Rapid reduction in kidney function, leading to inability to maintain electrolyte, acid-base and fluid homeostasis.
What are the three stages of AKI?
Stage 1: increase in serum creatinine by 1.5-1.9 times baseline
Stage 2: increase in serum creatinine by 2-2.9 times baseline
Stage 3: increase in serum creatinine by >3 times baseline
What is pre-renal AKI?
AKI caused by reduced renal perfusion
Describe the normal response to reduced circulating volume.
- Activation of central baroreceptors and renin-angiotensin system
- Release of vasopressin
- Activation of sympathetic system
- Results in vasoconstriction, increased cardiac output and renal sodium retention
Name and describe the two mechanisms that maintain renal blood flow despite changes in systemic blood pressure.

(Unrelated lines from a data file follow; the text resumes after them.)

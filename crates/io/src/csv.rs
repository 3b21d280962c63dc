// CSV export of one grid: category rows × month columns

use splitgrid_core::{format_cents, GridLayout};
use splitgrid_recon::{GridError, GridStore};

const MONTHS: [&str; 12] = [
    "Jan", "Feb", "Mar", "Apr", "May", "Jun", "Jul", "Aug", "Sep", "Oct", "Nov", "Dec",
];

/// Render `grid_id` as CSV, one row per category in row order. Empty cells
/// stay empty rather than `0.00`, so "never written" is visible.
pub fn export_csv<G: GridStore + ?Sized>(
    grids: &G,
    grid_id: &str,
    layout: &GridLayout,
) -> Result<String, GridError> {
    let mut wtr = csv::Writer::from_writer(Vec::new());

    let mut header = vec!["category".to_string(), "row".to_string()];
    header.extend(MONTHS.iter().map(|m| m.to_string()));
    wtr.write_record(&header).map_err(write_err)?;

    for (category, row) in layout.categories.by_row() {
        let mut record = vec![category.to_string(), row.to_string()];
        for month in 0..12u8 {
            let column = layout
                .resolve_period(month)
                .map_err(|e| GridError::Storage(e.to_string()))?;
            let address = splitgrid_core::CellAddress::new(column, row);
            let value = grids.read_cell(grid_id, &address)?;
            record.push(value.map(format_cents).unwrap_or_default());
        }
        wtr.write_record(&record).map_err(write_err)?;
    }

    let bytes = wtr.into_inner().map_err(|e| GridError::Storage(e.to_string()))?;
    String::from_utf8(bytes).map_err(|e| GridError::Storage(e.to_string()))
}

fn write_err(e: csv::Error) -> GridError {
    GridError::Storage(e.to_string())
}
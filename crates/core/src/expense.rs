use std::fmt;

use chrono::{DateTime, Utc};
use serde::{Deserialize, Serialize};

/// Identity of one of the two parties.
#[derive(Debug, Clone, PartialEq, Eq, Hash, PartialOrd, Ord, Serialize, Deserialize)]
#[serde(transparent)]
pub struct OwnerId(pub String);

impl OwnerId {
    pub fn new(id: impl Into<String>) -> Self {
        Self(id.into())
    }

    pub fn as_str(&self) -> &str {
        &self.0
    }
}

impl fmt::Display for OwnerId {
    fn fmt(&self, f: &mut fmt::Formatter<'_>) -> fmt::Result {
        f.write_str(&self.0)
    }
}

impl From<&str> for OwnerId {
    fn from(s: &str) -> Self {
        Self(s.to_string())
    }
}

#[derive(Debug, Clone, Copy, PartialEq, Eq, Hash, Serialize, Deserialize)]
#[serde(rename_all = "snake_case")]
pub enum SharingMode {
    /// Paid by and charged to the owner alone.
    Personal,
    /// Split equally between both parties.
    Shared,
}

impl SharingMode {
    pub fn as_str(&self) -> &'static str {
        match self {
            Self::Personal => "personal",
            Self::Shared => "shared",
        }
    }

    pub fn parse(s: &str) -> Option<Self> {
        match s.trim().to_ascii_lowercase().as_str() {
            "personal" => Some(Self::Personal),
            "shared" => Some(Self::Shared),
            _ => None,
        }
    }
}

impl fmt::Display for SharingMode {
    fn fmt(&self, f: &mut fmt::Formatter<'_>) -> fmt::Result {
        f.write_str(self.as_str())
    }
}

/// One expense as held by the ledger store. Read-only to the engine.
#[derive(Debug, Clone, PartialEq, Eq, Serialize, Deserialize)]
pub struct ExpenseRecord {
    pub id: String,
    pub owner_id: OwnerId,
    pub description: String,
    pub category: String,
    pub amount_cents: i64,
    pub sharing_mode: SharingMode,
    pub created_at: DateTime<Utc>,
}

impl ExpenseRecord {
    pub fn is_shared(&self) -> bool {
        self.sharing_mode == SharingMode::Shared
    }
}
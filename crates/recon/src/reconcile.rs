//! Synchronization engine: aggregates → cell writes on both grids.
//!
//! Every cycle recomputes each target value from scratch and overwrites the
//! cell. Nothing here reads a cell to add to it, so re-running a cycle (or
//! retrying a failed write) can never double-count.

use std::collections::HashSet;

use splitgrid_config::PartnerWritePolicy;
use splitgrid_core::{CellAddress, GridLayout};

use crate::error::SyncError;
use crate::model::{Aggregates, CellFailure, CellWrite, GridReport, SyncMeta, SyncResult};
use crate::store::GridStore;

/// The two grids a cycle writes to.
#[derive(Debug, Clone, Copy)]
pub struct GridTargets<'a> {
    pub owner_grid: &'a str,
    pub partner_grid: &'a str,
}

#[derive(Debug, Clone, Copy, PartialEq, Eq, Hash)]
pub enum GridSide {
    Owner,
    Partner,
}

/// Target values for one (category, period) address.
#[derive(Debug, Clone, PartialEq, Eq)]
pub struct PlannedCell {
    pub category: String,
    pub address: CellAddress,
    pub owner_value: i64,
    pub partner_value: i64,
    pub partner_shared: i64,
}

/// Resolve every mapped category to its address and target values.
///
/// Runs before any write so an addressing failure aborts the cycle with the
/// grids untouched.
pub fn plan_cells(aggregates: &Aggregates, layout: &GridLayout) -> Result<Vec<PlannedCell>, SyncError> {
    if let Some(stray) = aggregates
        .totals
        .keys()
        .find(|c| !layout.categories.contains(c))
    {
        return Err(SyncError::UnknownCategory(stray.clone()));
    }

    layout
        .categories
        .by_row()
        .into_iter()
        .map(|(category, _)| {
            let address = layout.resolve_address(category, aggregates.period)?;
            let totals = aggregates.get(category).copied().unwrap_or_default();
            Ok(PlannedCell {
                category: category.to_string(),
                address,
                owner_value: totals.owner_value(),
                partner_value: totals.partner_value(),
                partner_shared: totals.partner_shared_cents,
            })
        })
        .collect()
}

/// Bring both grids in line with `aggregates` for its period.
pub fn reconcile<G: GridStore + ?Sized>(
    grids: &G,
    targets: GridTargets<'_>,
    aggregates: &Aggregates,
    layout: &GridLayout,
    policy: PartnerWritePolicy,
) -> Result<SyncResult, SyncError> {
    reconcile_filtered(grids, targets, aggregates, layout, policy, None)
}

/// Like `reconcile`, but only touches addresses in `only` when given.
pub fn reconcile_filtered<G: GridStore + ?Sized>(
    grids: &G,
    targets: GridTargets<'_>,
    aggregates: &Aggregates,
    layout: &GridLayout,
    policy: PartnerWritePolicy,
    only: Option<&HashSet<(GridSide, CellAddress)>>,
) -> Result<SyncResult, SyncError> {
    let plan = plan_cells(aggregates, layout)?;
    let selected = |side: GridSide, address: &CellAddress| {
        only.map_or(true, |set| set.contains(&(side, address.clone())))
    };

    // Owner grid: every category, every cycle.
    let mut owner_report = GridReport::new(targets.owner_grid);
    let owner_cells: Vec<&PlannedCell> = plan
        .iter()
        .filter(|c| selected(GridSide::Owner, &c.address))
        .collect();
    write_batch(
        grids,
        &mut owner_report,
        owner_cells.iter().map(|c| (*c, c.owner_value)).collect(),
    );

    // Partner grid: per policy.
    let mut partner_report = GridReport::new(targets.partner_grid);
    let mut partner_cells: Vec<&PlannedCell> = Vec::new();
    for cell in plan.iter().filter(|c| selected(GridSide::Partner, &c.address)) {
        if partner_needs_write(grids, targets.partner_grid, cell, policy) {
            partner_cells.push(cell);
        } else {
            log::debug!(
                "skip {}!{} ({}): partner value unchanged",
                targets.partner_grid,
                cell.address,
                cell.category
            );
            partner_report.skipped.push(cell.address.clone());
        }
    }
    write_batch(
        grids,
        &mut partner_report,
        partner_cells.iter().map(|c| (*c, c.partner_value)).collect(),
    );

    Ok(SyncResult {
        owner: aggregates.owner.clone(),
        partner: aggregates.partner.clone(),
        period: aggregates.period,
        owner_grid: owner_report,
        partner_grid: partner_report,
        meta: SyncMeta {
            engine_version: env!("CARGO_PKG_VERSION").to_string(),
            run_at: chrono::Utc::now().to_rfc3339(),
            ledger_version: None,
            category_version: aggregates.category_version,
        },
    })
}

/// Under `Touched`, a partner cell is written when the partner carries a
/// shared share now, or when the grid holds something other than the
/// partner's target (covers shared → personal transitions). An unreadable
/// cell is written.
fn partner_needs_write<G: GridStore + ?Sized>(
    grids: &G,
    grid_id: &str,
    cell: &PlannedCell,
    policy: PartnerWritePolicy,
) -> bool {
    if policy == PartnerWritePolicy::Always || cell.partner_shared != 0 {
        return true;
    }
    match grids.read_cell(grid_id, &cell.address) {
        Ok(prior) => prior.unwrap_or(0) != cell.partner_value,
        Err(e) => {
            log::debug!("cannot read {grid_id}!{}: {e}; writing", cell.address);
            true
        }
    }
}

fn write_batch<G: GridStore + ?Sized>(grids: &G, report: &mut GridReport, cells: Vec<(&PlannedCell, i64)>) {
    if cells.is_empty() {
        return;
    }
    let batch: Vec<(CellAddress, i64)> = cells.iter().map(|(c, v)| (c.address.clone(), *v)).collect();
    let results = grids.write_cells(&report.grid_id, &batch);

    for (i, (cell, value)) in cells.into_iter().enumerate() {
        // A short result vector counts the missing entries as failures.
        match results.get(i) {
            Some(Ok(())) => report.written.push(CellWrite {
                address: cell.address.clone(),
                category: cell.category.clone(),
                value_cents: value,
            }),
            Some(Err(e)) => {
                log::warn!("write {}!{} failed: {e}", report.grid_id, cell.address);
                report.failed.push(CellFailure {
                    address: cell.address.clone(),
                    category: cell.category.clone(),
                    value_cents: value,
                    error: e.to_string(),
                });
            }
            None => report.failed.push(CellFailure {
                address: cell.address.clone(),
                category: cell.category.clone(),
                value_cents: value,
                error: "grid store returned no result for this cell".into(),
            }),
        }
    }
}

/// Re-issue the failed writes of a report, up to `extra_attempts` more
/// times. Values are the ones planned for this cycle.
pub fn retry_failed_writes<G: GridStore + ?Sized>(grids: &G, report: &mut GridReport, extra_attempts: u32) {
    for attempt in 1..=extra_attempts {
        if report.failed.is_empty() {
            return;
        }
        let pending = std::mem::take(&mut report.failed);
        let batch: Vec<(CellAddress, i64)> =
            pending.iter().map(|f| (f.address.clone(), f.value_cents)).collect();
        let results = grids.write_cells(&report.grid_id, &batch);

        for (i, failure) in pending.into_iter().enumerate() {
            match results.get(i) {
                Some(Ok(())) => report.written.push(CellWrite {
                    address: failure.address,
                    category: failure.category,
                    value_cents: failure.value_cents,
                }),
                Some(Err(e)) => {
                    log::warn!(
                        "retry {attempt} of {}!{} failed: {e}",
                        report.grid_id,
                        failure.address
                    );
                    report.failed.push(CellFailure { error: e.to_string(), ..failure });
                }
                None => report.failed.push(failure),
            }
        }
    }
}
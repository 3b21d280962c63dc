//! `sgrid expense`: ledger mutations. Each one triggers a sync cycle for
//! the acting owner in every period the change touches.

use std::collections::BTreeSet;

use chrono::{DateTime, NaiveDate, Utc};
use clap::Subcommand;

use splitgrid_core::{format_cents, parse_amount, ExpenseRecord, OwnerId, Period, SharingMode};
use splitgrid_io::{ExpensePatch, NewExpense};
use splitgrid_recon::LedgerStore;

use crate::app::App;
use crate::exit_codes::{EXIT_LEDGER_INVALID, EXIT_SYNC_UNKNOWN_CATEGORY};
use crate::sync::{parse_month, trigger};
use crate::CliError;

#[derive(Subcommand)]
pub enum ExpenseCommands {
    /// Record an expense and sync
    #[command(after_help = "\
Examples:
  sgrid --as alice expense add 30 Food
  sgrid --as alice expense add 10.01 Food --shared -d 'groceries'
  sgrid --as bob expense add 12,50 Transit --date 2026-02-27")]
    Add {
        /// Amount, e.g. 10.01 (a comma decimal separator is accepted)
        amount: String,

        /// Category, e.g. Food
        category: String,

        /// Split half-and-half with the other party
        #[arg(long)]
        shared: bool,

        /// Free-text description
        #[arg(long, short = 'd', default_value = "")]
        description: String,

        /// Expense date (YYYY-MM-DD, UTC). Defaults to now.
        #[arg(long)]
        date: Option<String>,

        /// Skip the sync cycle
        #[arg(long)]
        no_sync: bool,
    },

    /// Change an expense you own and sync
    Edit {
        id: String,

        #[arg(long)]
        amount: Option<String>,

        #[arg(long)]
        category: Option<String>,

        #[arg(long, short = 'd')]
        description: Option<String>,

        /// Make the expense shared
        #[arg(long, conflicts_with = "personal")]
        shared: bool,

        /// Make the expense personal
        #[arg(long)]
        personal: bool,

        /// Move the expense to another date (YYYY-MM-DD, UTC)
        #[arg(long)]
        date: Option<String>,

        #[arg(long)]
        no_sync: bool,
    },

    /// Delete an expense you own and sync
    Delete {
        id: String,

        #[arg(long)]
        no_sync: bool,
    },

    /// Delete every expense you own and sync the months they were in
    #[command(after_help = "\
Examples:
  sgrid --as alice expense clear --yes")]
    Clear {
        /// Confirm the bulk delete
        #[arg(long)]
        yes: bool,

        #[arg(long)]
        no_sync: bool,
    },

    /// List your expenses
    List {
        /// Only this month (YYYY-MM)
        #[arg(long)]
        month: Option<String>,

        #[arg(long)]
        json: bool,
    },

    /// List every shared expense (both parties)
    Shared {
        #[arg(long)]
        month: Option<String>,

        #[arg(long)]
        json: bool,
    },
}

pub fn cmd_expense(app: &App, actor: Option<String>, cmd: ExpenseCommands) -> Result<(), CliError> {
    match cmd {
        ExpenseCommands::Add { amount, category, shared, description, date, no_sync } => {
            let owner = app.actor(actor)?;
            check_category(app, &category)?;
            let mode = if shared { SharingMode::Shared } else { SharingMode::Personal };

            let record = app
                .ledger()
                .insert(NewExpense {
                    owner_id: owner.clone(),
                    description,
                    category,
                    amount_cents: parse_cents(&amount)?,
                    sharing_mode: mode,
                    created_at: date.as_deref().map(parse_date).transpose()?,
                })
                .map_err(CliError::ledger)?;
            println!("added {}", describe(&record));

            sync_periods(app, &owner, [record.created_at], no_sync)
        }

        ExpenseCommands::Edit { id, amount, category, description, shared, personal, date, no_sync } => {
            let owner = app.actor(actor)?;
            if let Some(c) = &category {
                check_category(app, c)?;
            }
            let patch = ExpensePatch {
                description,
                category,
                amount_cents: amount.as_deref().map(parse_cents).transpose()?,
                sharing_mode: match (shared, personal) {
                    (true, _) => Some(SharingMode::Shared),
                    (_, true) => Some(SharingMode::Personal),
                    _ => None,
                },
                created_at: date.as_deref().map(parse_date).transpose()?,
            };
            if patch.is_empty() {
                return Err(CliError::args("nothing to change")
                    .with_hint("pass at least one of --amount, --category, -d, --shared, --personal, --date"));
            }

            let (before, after) = app.ledger().update(&id, &owner, &patch).map_err(CliError::ledger)?;
            println!("updated {}", describe(&after));

            // A moved date leaves a stale value behind in the old month.
            sync_periods(app, &owner, [before.created_at, after.created_at], no_sync)
        }

        ExpenseCommands::Delete { id, no_sync } => {
            let owner = app.actor(actor)?;
            let record = app.ledger().delete(&id, &owner).map_err(CliError::ledger)?;
            println!("deleted {}", describe(&record));

            sync_periods(app, &owner, [record.created_at], no_sync)
        }

        ExpenseCommands::Clear { yes, no_sync } => {
            let owner = app.actor(actor)?;
            if !yes {
                return Err(CliError::args(format!("refusing to delete every expense of {owner}"))
                    .with_hint("pass --yes to confirm"));
            }
            let records = app.ledger().delete_all(&owner).map_err(CliError::ledger)?;
            println!("deleted {} expense(s) of {owner}", records.len());

            if no_sync {
                return Ok(());
            }
            let periods: BTreeSet<Period> = records.iter().map(|r| Period::of(r.created_at)).collect();
            trigger(app, &owner, periods)
        }

        ExpenseCommands::List { month, json } => {
            let owner = app.actor(actor)?;
            let records = app.ledger().list_by_owner(&owner).map_err(CliError::ledger)?;
            print_records(filter_month(records, month.as_deref())?, json)
        }

        ExpenseCommands::Shared { month, json } => {
            let records = app.ledger().list_shared().map_err(CliError::ledger)?;
            print_records(filter_month(records, month.as_deref())?, json)
        }
    }
}

fn sync_periods<const N: usize>(
    app: &App,
    owner: &OwnerId,
    dates: [DateTime<Utc>; N],
    no_sync: bool,
) -> Result<(), CliError> {
    if no_sync {
        return Ok(());
    }
    let periods: BTreeSet<Period> = dates.into_iter().map(Period::of).collect();
    trigger(app, owner, periods)
}

fn check_category(app: &App, category: &str) -> Result<(), CliError> {
    let categories = &app.ctx().layout.categories;
    if categories.contains(category) {
        return Ok(());
    }
    let known: Vec<&str> = categories.by_row().into_iter().map(|(c, _)| c).collect();
    Err(CliError {
        code: EXIT_SYNC_UNKNOWN_CATEGORY,
        message: format!("unknown category '{category}'"),
        hint: Some(format!("known categories: {}", known.join(", "))),
    })
}

fn parse_cents(s: &str) -> Result<i64, CliError> {
    parse_amount(s).map_err(|e| CliError {
        code: EXIT_LEDGER_INVALID,
        message: e.to_string(),
        hint: Some("amounts look like 30, 10.5 or 10,01".into()),
    })
}

fn parse_date(s: &str) -> Result<DateTime<Utc>, CliError> {
    let date = NaiveDate::parse_from_str(s, "%Y-%m-%d").map_err(|e| CliError {
        code: EXIT_LEDGER_INVALID,
        message: format!("invalid date '{s}': {e}"),
        hint: Some("use YYYY-MM-DD".into()),
    })?;
    Ok(date.and_time(chrono::NaiveTime::MIN).and_utc())
}

fn filter_month(records: Vec<ExpenseRecord>, month: Option<&str>) -> Result<Vec<ExpenseRecord>, CliError> {
    let Some(m) = month else {
        return Ok(records);
    };
    let period = parse_month(Some(m))?;
    Ok(records.into_iter().filter(|r| period.contains(r.created_at)).collect())
}

fn describe(r: &ExpenseRecord) -> String {
    format!(
        "{} {} {} {} ({}, {})",
        r.id,
        r.created_at.format("%Y-%m-%d"),
        format_cents(r.amount_cents),
        r.category,
        r.sharing_mode,
        r.owner_id
    )
}

fn print_records(records: Vec<ExpenseRecord>, json: bool) -> Result<(), CliError> {
    if json {
        let out = serde_json::to_string_pretty(&records)
            .map_err(|e| CliError::io(format!("cannot serialize expenses: {e}")))?;
        println!("{out}");
        return Ok(());
    }
    for r in &records {
        let desc = if r.description.is_empty() { String::new() } else { format!("  {}", r.description) };
        println!("{}{desc}", describe(r));
    }
    if records.is_empty() {
        eprintln!("no expenses");
    }
    Ok(())
}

- Myogenic stretch - if the afferent arteriole gets stretched due to high pressure, it will constrict to reduce the transmission of that pressure to the glomerulus
- Tubuloglomerular Feedback - high chloride concentration in the early distal tubule (suggestive of high GFR) stimulates constriction of the afferent arteriole which lowers GFR and, hence, chloride concentration
List some causes of pre-renal AKI.
- True volume depletion
- Hypotension
- Oedematous state
- Selective renal ischaemia (e.g. renal artery stenosis)
- Drugs affecting renal blood flow
List some drugs that affect renal blood flow.
- ACE inhibitors - reduce efferent arteriolar constriction
- NSAIDs - decreased afferent arteriolar constriction
- Calcineurin inhibitors - decrease afferent arteriolar constriction
- Diuretics - affect tubular funciton and decrease preload
What is a consequence of prolonged pre-renal insult?
Acute tubular necrosis (ATN)
What might be seen on urine microscopy in a patient with ATN?
Epithelial cell casts
What causes post-renal AKI?
Physical obstruction of urine flow
List some sites of urine obstruction.
- Intra-renal
- Ureteric
- Prostatic/urethral
- Blocked urinary catheter
Outline the pathophysiology of post-renal AKI.
- GFR is dependent on a hydraulic pressure gradient
- Obstruction results in increased tubular pressure
- This results in an immediated decline in GFR
What are some consequences of prolonged renal obstruction?
- Glomerular ischaemia
- Tubular damage
- Long-term interstitial scarring
List the possible sites of disease in intrinsic AKI.
- Vascular (e.g. vasculitis)
- Glomerular (e.g. glomerulonephritis)
- Tubular (e.g. ATN)
- Interstitial (e.g. AIN)
What can cause direct tubular injury?
- Ischaemia (MOST COMMON)
- Endoengous toxins (e.g. myoglobin, immunoglobulin)
- Exogenous toxins (e.g. aminoglycosides, amphotericin, aciclovir)
Which diseases can cause AKI due to infiltration/abnormal protein deposition?
- Amyloidosis (associated with nephrotic syndrome)
- Lymphoma
- Myeloma
List the possible outcomes of AKI.
- Partial recovery of renal function
- Discharged with increased serum creatinine
- Discharged requiring chronic dialysis
- Death
What are the biochemical definitions of AKI?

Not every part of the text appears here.